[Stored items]
========================

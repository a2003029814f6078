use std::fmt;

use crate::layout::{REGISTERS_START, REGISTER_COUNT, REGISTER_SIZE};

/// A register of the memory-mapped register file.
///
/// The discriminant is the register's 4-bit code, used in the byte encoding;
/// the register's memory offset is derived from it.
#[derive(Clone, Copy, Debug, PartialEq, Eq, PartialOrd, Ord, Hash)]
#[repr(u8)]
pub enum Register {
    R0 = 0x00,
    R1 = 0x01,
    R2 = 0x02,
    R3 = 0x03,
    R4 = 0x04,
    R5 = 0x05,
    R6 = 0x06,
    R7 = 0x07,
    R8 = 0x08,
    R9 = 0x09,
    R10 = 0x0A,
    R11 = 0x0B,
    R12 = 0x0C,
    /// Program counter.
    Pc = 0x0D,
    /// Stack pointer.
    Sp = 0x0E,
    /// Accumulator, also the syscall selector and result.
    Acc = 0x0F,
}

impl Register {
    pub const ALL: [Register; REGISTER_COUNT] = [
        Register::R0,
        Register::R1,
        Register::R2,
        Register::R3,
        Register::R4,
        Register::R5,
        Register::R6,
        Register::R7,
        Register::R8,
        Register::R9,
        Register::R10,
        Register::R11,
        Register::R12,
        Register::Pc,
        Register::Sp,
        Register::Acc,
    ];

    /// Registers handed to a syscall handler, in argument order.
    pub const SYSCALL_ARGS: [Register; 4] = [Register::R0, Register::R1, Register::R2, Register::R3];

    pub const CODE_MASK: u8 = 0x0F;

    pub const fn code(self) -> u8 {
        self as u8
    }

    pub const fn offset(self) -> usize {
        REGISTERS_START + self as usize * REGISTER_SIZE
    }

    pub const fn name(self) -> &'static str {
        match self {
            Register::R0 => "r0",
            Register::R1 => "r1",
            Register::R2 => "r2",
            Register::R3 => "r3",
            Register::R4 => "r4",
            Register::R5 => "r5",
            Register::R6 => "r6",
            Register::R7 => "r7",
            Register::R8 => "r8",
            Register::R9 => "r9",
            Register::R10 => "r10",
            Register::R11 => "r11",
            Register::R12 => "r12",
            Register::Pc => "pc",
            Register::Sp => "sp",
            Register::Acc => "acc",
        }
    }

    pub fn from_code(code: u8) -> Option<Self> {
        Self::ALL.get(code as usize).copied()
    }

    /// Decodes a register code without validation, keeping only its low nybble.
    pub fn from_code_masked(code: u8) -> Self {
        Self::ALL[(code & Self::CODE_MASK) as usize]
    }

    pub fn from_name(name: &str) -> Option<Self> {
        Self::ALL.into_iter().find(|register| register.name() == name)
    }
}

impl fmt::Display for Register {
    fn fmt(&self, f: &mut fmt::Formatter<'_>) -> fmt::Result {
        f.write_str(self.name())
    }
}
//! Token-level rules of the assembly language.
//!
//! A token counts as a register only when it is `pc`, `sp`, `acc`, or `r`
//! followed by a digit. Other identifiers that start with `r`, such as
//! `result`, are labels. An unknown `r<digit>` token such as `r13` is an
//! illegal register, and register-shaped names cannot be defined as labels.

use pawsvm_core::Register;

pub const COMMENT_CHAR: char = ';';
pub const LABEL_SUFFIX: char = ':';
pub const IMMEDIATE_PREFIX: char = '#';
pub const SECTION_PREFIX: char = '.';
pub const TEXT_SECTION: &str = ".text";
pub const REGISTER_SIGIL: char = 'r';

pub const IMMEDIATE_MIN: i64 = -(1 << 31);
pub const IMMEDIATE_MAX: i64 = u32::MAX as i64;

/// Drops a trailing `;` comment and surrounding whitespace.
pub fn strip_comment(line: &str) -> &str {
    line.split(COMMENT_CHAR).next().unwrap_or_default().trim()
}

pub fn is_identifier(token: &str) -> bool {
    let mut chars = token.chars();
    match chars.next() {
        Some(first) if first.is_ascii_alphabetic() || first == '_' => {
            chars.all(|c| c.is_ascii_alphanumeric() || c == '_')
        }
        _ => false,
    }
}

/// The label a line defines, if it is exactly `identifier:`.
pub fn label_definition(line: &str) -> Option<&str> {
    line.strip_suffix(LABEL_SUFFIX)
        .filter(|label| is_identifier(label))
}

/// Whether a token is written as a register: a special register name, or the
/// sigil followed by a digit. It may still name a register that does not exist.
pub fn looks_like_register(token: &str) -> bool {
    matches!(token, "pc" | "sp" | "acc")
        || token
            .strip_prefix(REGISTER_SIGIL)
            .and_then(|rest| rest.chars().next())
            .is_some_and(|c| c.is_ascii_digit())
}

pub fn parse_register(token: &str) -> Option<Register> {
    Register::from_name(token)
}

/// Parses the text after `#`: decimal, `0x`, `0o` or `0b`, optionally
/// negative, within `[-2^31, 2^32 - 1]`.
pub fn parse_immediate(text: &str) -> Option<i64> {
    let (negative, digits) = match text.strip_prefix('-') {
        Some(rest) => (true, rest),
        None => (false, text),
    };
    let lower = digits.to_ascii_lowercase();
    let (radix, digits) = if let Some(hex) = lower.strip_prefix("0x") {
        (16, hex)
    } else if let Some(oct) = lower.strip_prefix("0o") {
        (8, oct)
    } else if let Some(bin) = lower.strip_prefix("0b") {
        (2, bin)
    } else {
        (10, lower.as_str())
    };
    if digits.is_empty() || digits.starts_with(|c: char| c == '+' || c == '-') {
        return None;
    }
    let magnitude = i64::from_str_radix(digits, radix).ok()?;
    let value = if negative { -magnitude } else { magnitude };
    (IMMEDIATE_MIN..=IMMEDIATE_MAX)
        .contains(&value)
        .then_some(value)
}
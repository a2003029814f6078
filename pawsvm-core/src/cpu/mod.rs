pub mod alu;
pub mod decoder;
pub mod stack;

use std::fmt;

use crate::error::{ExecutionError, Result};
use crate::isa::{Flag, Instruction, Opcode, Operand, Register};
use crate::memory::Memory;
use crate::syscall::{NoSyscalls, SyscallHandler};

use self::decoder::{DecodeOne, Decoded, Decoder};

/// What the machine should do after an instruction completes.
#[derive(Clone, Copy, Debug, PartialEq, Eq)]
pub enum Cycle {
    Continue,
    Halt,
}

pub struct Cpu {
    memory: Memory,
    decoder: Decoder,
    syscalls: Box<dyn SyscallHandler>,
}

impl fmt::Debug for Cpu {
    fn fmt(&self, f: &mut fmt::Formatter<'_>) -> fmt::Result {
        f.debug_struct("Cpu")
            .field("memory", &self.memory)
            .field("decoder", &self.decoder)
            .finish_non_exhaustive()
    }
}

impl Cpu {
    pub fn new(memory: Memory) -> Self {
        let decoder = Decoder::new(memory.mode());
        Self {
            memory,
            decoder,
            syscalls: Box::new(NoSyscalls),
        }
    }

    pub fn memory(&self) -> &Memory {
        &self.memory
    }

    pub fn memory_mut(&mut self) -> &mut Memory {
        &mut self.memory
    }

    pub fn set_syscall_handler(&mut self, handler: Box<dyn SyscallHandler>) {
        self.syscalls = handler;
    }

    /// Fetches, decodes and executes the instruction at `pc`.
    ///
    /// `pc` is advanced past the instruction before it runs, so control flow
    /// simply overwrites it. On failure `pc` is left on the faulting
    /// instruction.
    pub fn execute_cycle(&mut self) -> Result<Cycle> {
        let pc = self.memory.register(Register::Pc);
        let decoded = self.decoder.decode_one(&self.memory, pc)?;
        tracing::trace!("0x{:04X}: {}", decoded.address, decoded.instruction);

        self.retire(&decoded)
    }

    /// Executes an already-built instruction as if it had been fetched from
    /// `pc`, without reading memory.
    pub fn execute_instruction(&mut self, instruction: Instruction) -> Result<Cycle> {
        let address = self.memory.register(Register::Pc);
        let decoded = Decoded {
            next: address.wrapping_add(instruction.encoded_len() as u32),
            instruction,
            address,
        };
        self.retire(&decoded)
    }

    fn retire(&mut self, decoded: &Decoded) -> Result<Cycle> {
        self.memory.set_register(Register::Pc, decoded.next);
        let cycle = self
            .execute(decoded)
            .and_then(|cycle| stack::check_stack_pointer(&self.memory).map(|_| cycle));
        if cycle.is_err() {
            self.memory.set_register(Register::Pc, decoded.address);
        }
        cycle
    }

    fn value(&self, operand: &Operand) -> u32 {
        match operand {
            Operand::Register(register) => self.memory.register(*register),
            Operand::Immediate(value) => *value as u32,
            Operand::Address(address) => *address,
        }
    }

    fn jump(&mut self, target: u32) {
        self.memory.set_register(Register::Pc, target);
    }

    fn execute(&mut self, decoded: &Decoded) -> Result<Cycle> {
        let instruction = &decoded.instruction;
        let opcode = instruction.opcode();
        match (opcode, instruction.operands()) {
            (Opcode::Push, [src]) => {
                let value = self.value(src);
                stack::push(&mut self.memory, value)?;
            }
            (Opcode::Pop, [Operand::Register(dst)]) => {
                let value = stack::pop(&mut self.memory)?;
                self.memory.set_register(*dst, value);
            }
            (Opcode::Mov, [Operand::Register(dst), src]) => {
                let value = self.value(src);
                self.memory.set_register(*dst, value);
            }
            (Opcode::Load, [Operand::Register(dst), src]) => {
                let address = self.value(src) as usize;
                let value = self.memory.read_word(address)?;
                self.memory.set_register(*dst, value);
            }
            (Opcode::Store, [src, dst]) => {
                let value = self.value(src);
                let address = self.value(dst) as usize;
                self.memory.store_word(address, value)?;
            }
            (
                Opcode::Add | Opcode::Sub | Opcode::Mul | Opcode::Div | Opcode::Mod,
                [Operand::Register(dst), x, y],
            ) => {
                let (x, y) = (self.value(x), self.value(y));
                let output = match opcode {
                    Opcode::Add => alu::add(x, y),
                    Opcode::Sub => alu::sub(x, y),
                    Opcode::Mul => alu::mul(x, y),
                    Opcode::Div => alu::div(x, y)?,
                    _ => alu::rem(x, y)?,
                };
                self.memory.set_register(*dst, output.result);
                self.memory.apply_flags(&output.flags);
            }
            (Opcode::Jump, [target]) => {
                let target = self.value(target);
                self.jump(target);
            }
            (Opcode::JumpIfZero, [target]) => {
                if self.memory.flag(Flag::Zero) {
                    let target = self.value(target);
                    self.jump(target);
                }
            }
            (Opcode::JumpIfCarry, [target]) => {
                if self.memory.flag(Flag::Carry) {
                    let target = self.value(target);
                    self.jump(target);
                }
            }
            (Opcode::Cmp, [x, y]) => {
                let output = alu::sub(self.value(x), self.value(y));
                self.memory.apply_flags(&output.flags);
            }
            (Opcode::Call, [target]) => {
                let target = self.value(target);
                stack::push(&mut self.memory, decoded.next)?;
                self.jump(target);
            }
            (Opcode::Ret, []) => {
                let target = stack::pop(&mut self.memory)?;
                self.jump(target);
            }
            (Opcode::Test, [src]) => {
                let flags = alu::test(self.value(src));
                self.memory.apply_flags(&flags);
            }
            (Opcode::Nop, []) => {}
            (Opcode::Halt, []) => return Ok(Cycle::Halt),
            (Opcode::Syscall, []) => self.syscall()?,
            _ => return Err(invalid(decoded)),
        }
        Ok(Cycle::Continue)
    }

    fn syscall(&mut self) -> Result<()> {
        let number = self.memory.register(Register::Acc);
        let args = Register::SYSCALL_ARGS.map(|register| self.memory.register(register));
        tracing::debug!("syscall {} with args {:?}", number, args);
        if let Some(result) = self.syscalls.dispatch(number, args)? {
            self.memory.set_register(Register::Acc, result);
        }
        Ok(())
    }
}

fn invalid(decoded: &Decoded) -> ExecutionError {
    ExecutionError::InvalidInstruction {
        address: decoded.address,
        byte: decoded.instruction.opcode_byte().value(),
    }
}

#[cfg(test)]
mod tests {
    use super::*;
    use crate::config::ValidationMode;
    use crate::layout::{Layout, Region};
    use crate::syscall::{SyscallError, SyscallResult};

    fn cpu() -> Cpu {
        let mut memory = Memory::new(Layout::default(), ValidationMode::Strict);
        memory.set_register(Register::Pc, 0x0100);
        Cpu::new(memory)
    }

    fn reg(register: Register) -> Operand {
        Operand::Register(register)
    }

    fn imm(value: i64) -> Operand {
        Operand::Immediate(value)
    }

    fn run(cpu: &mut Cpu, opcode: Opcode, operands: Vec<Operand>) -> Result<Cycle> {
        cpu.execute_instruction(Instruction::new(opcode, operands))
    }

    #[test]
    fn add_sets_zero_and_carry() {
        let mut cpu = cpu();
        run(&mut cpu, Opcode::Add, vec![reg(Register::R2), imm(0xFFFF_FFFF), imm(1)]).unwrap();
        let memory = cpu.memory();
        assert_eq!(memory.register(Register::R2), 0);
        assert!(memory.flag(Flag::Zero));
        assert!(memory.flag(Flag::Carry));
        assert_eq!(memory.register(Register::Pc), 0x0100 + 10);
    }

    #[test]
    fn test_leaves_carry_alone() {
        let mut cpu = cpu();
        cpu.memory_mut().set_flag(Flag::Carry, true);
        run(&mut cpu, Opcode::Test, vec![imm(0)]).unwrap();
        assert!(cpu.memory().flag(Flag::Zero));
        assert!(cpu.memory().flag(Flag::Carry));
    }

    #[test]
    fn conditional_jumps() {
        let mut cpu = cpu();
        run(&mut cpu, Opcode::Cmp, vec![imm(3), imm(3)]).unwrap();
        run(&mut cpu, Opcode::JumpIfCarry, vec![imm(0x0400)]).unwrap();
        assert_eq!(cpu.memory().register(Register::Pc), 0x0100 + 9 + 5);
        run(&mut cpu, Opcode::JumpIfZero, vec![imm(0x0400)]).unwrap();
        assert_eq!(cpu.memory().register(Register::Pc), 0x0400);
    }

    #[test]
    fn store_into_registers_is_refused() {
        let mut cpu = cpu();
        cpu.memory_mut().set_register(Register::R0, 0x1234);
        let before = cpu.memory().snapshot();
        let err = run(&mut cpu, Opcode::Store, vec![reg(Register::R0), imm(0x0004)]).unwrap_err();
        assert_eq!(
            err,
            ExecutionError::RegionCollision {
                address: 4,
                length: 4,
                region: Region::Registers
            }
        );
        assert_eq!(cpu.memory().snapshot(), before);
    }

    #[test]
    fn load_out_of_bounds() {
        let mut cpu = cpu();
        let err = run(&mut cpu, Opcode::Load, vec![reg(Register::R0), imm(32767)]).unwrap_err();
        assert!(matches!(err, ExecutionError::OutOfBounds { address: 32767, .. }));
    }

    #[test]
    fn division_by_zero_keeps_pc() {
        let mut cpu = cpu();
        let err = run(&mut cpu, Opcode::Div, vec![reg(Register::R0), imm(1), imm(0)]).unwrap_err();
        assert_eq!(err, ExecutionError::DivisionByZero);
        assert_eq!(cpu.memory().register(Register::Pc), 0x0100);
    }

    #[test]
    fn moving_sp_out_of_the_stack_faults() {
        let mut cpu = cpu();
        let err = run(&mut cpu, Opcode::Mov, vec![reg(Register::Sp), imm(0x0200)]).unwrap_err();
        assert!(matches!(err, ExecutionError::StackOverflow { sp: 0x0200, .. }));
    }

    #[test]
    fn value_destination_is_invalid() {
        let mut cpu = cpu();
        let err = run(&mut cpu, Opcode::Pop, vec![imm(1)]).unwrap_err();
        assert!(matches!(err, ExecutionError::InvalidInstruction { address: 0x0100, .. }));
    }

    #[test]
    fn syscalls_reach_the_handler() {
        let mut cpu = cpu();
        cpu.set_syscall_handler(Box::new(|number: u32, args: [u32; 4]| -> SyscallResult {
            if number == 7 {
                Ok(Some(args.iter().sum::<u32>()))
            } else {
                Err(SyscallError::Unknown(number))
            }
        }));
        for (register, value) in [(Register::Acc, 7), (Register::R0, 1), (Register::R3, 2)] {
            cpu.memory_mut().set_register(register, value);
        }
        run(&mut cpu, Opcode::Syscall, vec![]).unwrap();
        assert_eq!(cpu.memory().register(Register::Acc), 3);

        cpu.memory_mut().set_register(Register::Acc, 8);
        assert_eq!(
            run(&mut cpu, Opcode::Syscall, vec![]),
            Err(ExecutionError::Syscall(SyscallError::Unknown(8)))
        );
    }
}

========================

[Task details] Copy every line from the records above that contains the word "else".

[Exercise output]
    } else if let Some(oct) = lower.strip_prefix("0o") {
    } else if let Some(bin) = lower.strip_prefix("0b") {
    } else {
    let value = if negative { -magnitude } else { magnitude };
            } else {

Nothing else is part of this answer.